Task objective:
Every line that appears in the listing is to be set down verbatim.

Dataset entries:
——

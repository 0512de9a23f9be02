//! # Connection Pool
//!
//! ```text
//! ┌─────────────────────────────────────────────────────────────────────────┐
//! │  DbConfig::new(path).max_connections(n)                                │
//! │       │                                                                 │
//! │       ▼                                                                 │
//! │  Database::new(config) ── open pool ── apply migrations                │
//! │       │                                                                 │
//! │       ▼                                                                 │
//! │  SqlitePool [conn, conn, conn, ...]                                    │
//! │       │                                                                 │
//! │       ├── POST /api/sales            write tx, holds the write lock    │
//! │       ├── POST /api/credit-payments  waits up to busy_timeout          │
//! │       └── GET  /api/dashboard        WAL snapshot, never blocked       │
//! └─────────────────────────────────────────────────────────────────────────┘
//! ```
//!
//! SQLite admits one writer at a time. A second writer sleeps on the lock for
//! at most `busy_timeout` and then fails with [`DbError::Busy`], which callers
//! classify as a storage failure. Readers in WAL mode see the last committed
//! state and never wait on writers.

use std::path::PathBuf;
use std::str::FromStr;
use std::time::Duration;

use sqlx::sqlite::{SqliteConnectOptions, SqliteJournalMode, SqlitePoolOptions, SqliteSynchronous};
use sqlx::SqlitePool;
use tracing::{debug, info};

use crate::error::{DbError, DbResult};
use crate::migrations;
use crate::repository::{
    CreditPaymentRepository, CustomerRepository, DashboardRepository, ProductRepository,
    PurchaseRepository, SaleRepository, SupplierRepository,
};

const IN_MEMORY: &str = ":memory:";

// =============================================================================
// Configuration
// =============================================================================

/// Pool settings.
///
/// ```rust,ignore
/// let config = DbConfig::new("/var/lib/tally/tally.db")
///     .max_connections(8)
///     .busy_timeout(Duration::from_secs(2));
/// ```
#[derive(Debug, Clone)]
pub struct DbConfig {
    /// SQLite file, created on first open.
    pub database_path: PathBuf,

    /// Default 5.
    pub max_connections: u32,

    /// Default 1.
    pub min_connections: u32,

    /// How long `acquire` waits for a free connection. Default 30s.
    pub acquire_timeout: Duration,

    /// Idle connections are closed after this. Default 10 min.
    pub idle_timeout: Duration,

    /// How long a writer waits for the database lock. Default 5s.
    pub busy_timeout: Duration,

    /// Apply embedded migrations on open. Default true.
    pub run_migrations: bool,
}

impl DbConfig {
    pub fn new(path: impl Into<PathBuf>) -> Self {
        DbConfig {
            database_path: path.into(),
            max_connections: 5,
            min_connections: 1,
            acquire_timeout: Duration::from_secs(30),
            idle_timeout: Duration::from_secs(600),
            busy_timeout: Duration::from_secs(5),
            run_migrations: true,
        }
    }

    /// A private in-memory database on a single connection.
    ///
    /// Every pooled connection to `:memory:` would get its own empty database,
    /// so the pool is pinned to one connection. Code running inside a
    /// transaction must therefore never go back to the pool.
    pub fn in_memory() -> Self {
        DbConfig {
            database_path: PathBuf::from(IN_MEMORY),
            max_connections: 1,
            min_connections: 1,
            acquire_timeout: Duration::from_secs(5),
            idle_timeout: Duration::from_secs(60),
            busy_timeout: Duration::from_secs(5),
            run_migrations: true,
        }
    }

    pub fn max_connections(mut self, max: u32) -> Self {
        self.max_connections = max;
        self
    }

    pub fn min_connections(mut self, min: u32) -> Self {
        self.min_connections = min;
        self
    }

    pub fn acquire_timeout(mut self, timeout: Duration) -> Self {
        self.acquire_timeout = timeout;
        self
    }

    pub fn busy_timeout(mut self, timeout: Duration) -> Self {
        self.busy_timeout = timeout;
        self
    }

    pub fn run_migrations(mut self, run: bool) -> Self {
        self.run_migrations = run;
        self
    }

    fn is_in_memory(&self) -> bool {
        self.database_path.as_os_str() == IN_MEMORY
    }

    fn connect_options(&self) -> DbResult<SqliteConnectOptions> {
        let base = if self.is_in_memory() {
            SqliteConnectOptions::from_str("sqlite::memory:")
                .map_err(|e| DbError::ConnectionFailed(e.to_string()))?
        } else {
            SqliteConnectOptions::new()
                .filename(&self.database_path)
                .create_if_missing(true)
        };

        Ok(base
            .journal_mode(SqliteJournalMode::Wal)
            .synchronous(SqliteSynchronous::Normal)
            .foreign_keys(true)
            .busy_timeout(self.busy_timeout))
    }
}

// =============================================================================
// Database
// =============================================================================

/// Handle to the ledger database.
///
/// Clones share one pool. Repositories are built per call and carry their own
/// pool handle, so `state.db.sales().complete_sale(..)` is the usual shape.
#[derive(Debug, Clone)]
pub struct Database {
    pool: SqlitePool,
}

impl Database {
    /// Opens the pool and, unless disabled, applies pending migrations.
    pub async fn new(config: DbConfig) -> DbResult<Self> {
        info!(path = %config.database_path.display(), "Opening database");

        let options = config.connect_options()?;
        debug!(busy_timeout_ms = config.busy_timeout.as_millis() as u64, "Connect options ready");

        let pool = SqlitePoolOptions::new()
            .max_connections(config.max_connections)
            .min_connections(config.min_connections)
            .acquire_timeout(config.acquire_timeout)
            .idle_timeout(Some(config.idle_timeout))
            .connect_with(options)
            .await
            .map_err(|e| DbError::ConnectionFailed(e.to_string()))?;

        info!(max_connections = config.max_connections, "Database pool ready");

        let db = Database { pool };
        if config.run_migrations {
            db.run_migrations().await?;
        }

        Ok(db)
    }

    /// Applies pending embedded migrations. Safe to call repeatedly.
    pub async fn run_migrations(&self) -> DbResult<()> {
        migrations::run_migrations(&self.pool).await?;
        info!("Migrations applied");
        Ok(())
    }

    /// Raw pool access for queries no repository covers.
    pub fn pool(&self) -> &SqlitePool {
        &self.pool
    }

    /// Barcode lookup, reference inserts and the stock adjuster.
    pub fn products(&self) -> ProductRepository {
        ProductRepository::new(self.pool.clone())
    }

    pub fn customers(&self) -> CustomerRepository {
        CustomerRepository::new(self.pool.clone())
    }

    pub fn suppliers(&self) -> SupplierRepository {
        SupplierRepository::new(self.pool.clone())
    }

    /// The sale transaction engine.
    pub fn sales(&self) -> SaleRepository {
        SaleRepository::new(self.pool.clone())
    }

    /// The credit payment reconciler.
    pub fn credit_payments(&self) -> CreditPaymentRepository {
        CreditPaymentRepository::new(self.pool.clone())
    }

    pub fn purchases(&self) -> PurchaseRepository {
        PurchaseRepository::new(self.pool.clone())
    }

    pub fn dashboard(&self) -> DashboardRepository {
        DashboardRepository::new(self.pool.clone())
    }

    /// Waits for checked-out connections and closes the pool. Later calls on
    /// any clone fail.
    pub async fn close(&self) {
        info!("Closing database pool");
        self.pool.close().await;
    }

    /// `true` when a trivial query round-trips.
    pub async fn health_check(&self) -> bool {
        sqlx::query("SELECT 1").execute(&self.pool).await.is_ok()
    }
}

——

Completed exercise:
repository 0512de9a23f9be02
//! # Connection Pool
//!
//! ```text
//! ┌─────────────────────────────────────────────────────────────────────────┐
//! │  DbConfig::new(path).max_connections(n)                                │
//! │       │                                                                 │
//! │       ▼                                                                 │
//! │  Database::new(config) ── open pool ── apply migrations                │
//! │       │                                                                 │
//! │       ▼                                                                 │
//! │  SqlitePool [conn, conn, conn, ...]                                    │
//! │       │                                                                 │
//! │       ├── POST /api/sales            write tx, holds the write lock    │
//! │       ├── POST /api/credit-payments  waits up to busy_timeout          │
//! │       └── GET  /api/dashboard        WAL snapshot, never blocked       │
//! └─────────────────────────────────────────────────────────────────────────┘
//! ```
//!
//! SQLite admits one writer at a time. A second writer sleeps on the lock for
//! at most `busy_timeout` and then fails with [`DbError::Busy`], which callers
//! classify as a storage failure. Readers in WAL mode see the last committed
//! state and never wait on writers.

use std::path::PathBuf;
use std::str::FromStr;
use std::time::Duration;

use sqlx::sqlite::{SqliteConnectOptions, SqliteJournalMode, SqlitePoolOptions, SqliteSynchronous};
use sqlx::SqlitePool;
use tracing::{debug, info};

use crate::error::{DbError, DbResult};
use crate::migrations;
use crate::repository::{
    CreditPaymentRepository, CustomerRepository, DashboardRepository, ProductRepository,
    PurchaseRepository, SaleRepository, SupplierRepository,
};

const IN_MEMORY: &str = ":memory:";

// =============================================================================
// Configuration
// =============================================================================

/// Pool settings.
///
/// ```rust,ignore
/// let config = DbConfig::new("/var/lib/tally/tally.db")
///     .max_connections(8)
///     .busy_timeout(Duration::from_secs(2));
/// ```
#[derive(Debug, Clone)]
pub struct DbConfig {
    /// SQLite file, created on first open.
    pub database_path: PathBuf,

    /// Default 5.
    pub max_connections: u32,

    /// Default 1.
    pub min_connections: u32,

    /// How long `acquire` waits for a free connection. Default 30s.
    pub acquire_timeout: Duration,

    /// Idle connections are closed after this. Default 10 min.
    pub idle_timeout: Duration,

    /// How long a writer waits for the database lock. Default 5s.
    pub busy_timeout: Duration,

    /// Apply embedded migrations on open. Default true.
    pub run_migrations: bool,
}

impl DbConfig {
    pub fn new(path: impl Into<PathBuf>) -> Self {
        DbConfig {
            database_path: path.into(),
            max_connections: 5,
            min_connections: 1,
            acquire_timeout: Duration::from_secs(30),
            idle_timeout: Duration::from_secs(600),
            busy_timeout: Duration::from_secs(5),
            run_migrations: true,
        }
    }

    /// A private in-memory database on a single connection.
    ///
    /// Every pooled connection to `:memory:` would get its own empty database,
    /// so the pool is pinned to one connection. Code running inside a
    /// transaction must therefore never go back to the pool.
    pub fn in_memory() -> Self {
        DbConfig {
            database_path: PathBuf::from(IN_MEMORY),
            max_connections: 1,
            min_connections: 1,
            acquire_timeout: Duration::from_secs(5),
            idle_timeout: Duration::from_secs(60),
            busy_timeout: Duration::from_secs(5),
            run_migrations: true,
        }
    }

    pub fn max_connections(mut self, max: u32) -> Self {
        self.max_connections = max;
        self
    }

    pub fn min_connections(mut self, min: u32) -> Self {
        self.min_connections = min;
        self
    }

    pub fn acquire_timeout(mut self, timeout: Duration) -> Self {
        self.acquire_timeout = timeout;
        self
    }

    pub fn busy_timeout(mut self, timeout: Duration) -> Self {
        self.busy_timeout = timeout;
        self
    }

    pub fn run_migrations(mut self, run: bool) -> Self {
        self.run_migrations = run;
        self
    }

    fn is_in_memory(&self) -> bool {
        self.database_path.as_os_str() == IN_MEMORY
    }

    fn connect_options(&self) -> DbResult<SqliteConnectOptions> {
        let base = if self.is_in_memory() {
            SqliteConnectOptions::from_str("sqlite::memory:")
                .map_err(|e| DbError::ConnectionFailed(e.to_string()))?
        } else {
            SqliteConnectOptions::new()
                .filename(&self.database_path)
                .create_if_missing(true)
        };

        Ok(base
            .journal_mode(SqliteJournalMode::Wal)
            .synchronous(SqliteSynchronous::Normal)
            .foreign_keys(true)
            .busy_timeout(self.busy_timeout))
    }
}

// =============================================================================
// Database
// =============================================================================

/// Handle to the ledger database.
///
/// Clones share one pool. Repositories are built per call and carry their own
/// pool handle, so `state.db.sales().complete_sale(..)` is the usual shape.
#[derive(Debug, Clone)]
pub struct Database {
    pool: SqlitePool,
}

impl Database {
    /// Opens the pool and, unless disabled, applies pending migrations.
    pub async fn new(config: DbConfig) -> DbResult<Self> {
        info!(path = %config.database_path.display(), "Opening database");

        let options = config.connect_options()?;
        debug!(busy_timeout_ms = config.busy_timeout.as_millis() as u64, "Connect options ready");

        let pool = SqlitePoolOptions::new()
            .max_connections(config.max_connections)
            .min_connections(config.min_connections)
            .acquire_timeout(config.acquire_timeout)
            .idle_timeout(Some(config.idle_timeout))
            .connect_with(options)
            .await
            .map_err(|e| DbError::ConnectionFailed(e.to_string()))?;

        info!(max_connections = config.max_connections, "Database pool ready");

        let db = Database { pool };
        if config.run_migrations {
            db.run_migrations().await?;
        }

        Ok(db)
    }

    /// Applies pending embedded migrations. Safe to call repeatedly.
    pub async fn run_migrations(&self) -> DbResult<()> {
        migrations::run_migrations(&self.pool).await?;
        info!("Migrations applied");
        Ok(())
    }

    /// Raw pool access for queries no repository covers.
    pub fn pool(&self) -> &SqlitePool {
        &self.pool
    }

    /// Barcode lookup, reference inserts and the stock adjuster.
    pub fn products(&self) -> ProductRepository {
        ProductRepository::new(self.pool.clone())
    }

    pub fn customers(&self) -> CustomerRepository {
        CustomerRepository::new(self.pool.clone())
    }

    pub fn suppliers(&self) -> SupplierRepository {
        SupplierRepository::new(self.pool.clone())
    }

    /// The sale transaction engine.
    pub fn sales(&self) -> SaleRepository {
        SaleRepository::new(self.pool.clone())
    }

    /// The credit payment reconciler.
    pub fn credit_payments(&self) -> CreditPaymentRepository {
        CreditPaymentRepository::new(self.pool.clone())
    }

    pub fn purchases(&self) -> PurchaseRepository {
        PurchaseRepository::new(self.pool.clone())
    }

    pub fn dashboard(&self) -> DashboardRepository {
        DashboardRepository::new(self.pool.clone())
    }

    /// Waits for checked-out connections and closes the pool. Later calls on
    /// any clone fail.
    pub async fn close(&self) {
        info!("Closing database pool");
        self.pool.close().await;
    }

    /// `true` when a trivial query round-trips.
    pub async fn health_check(&self) -> bool {
        sqlx::query("SELECT 1").execute(&self.pool).await.is_ok()
    }
}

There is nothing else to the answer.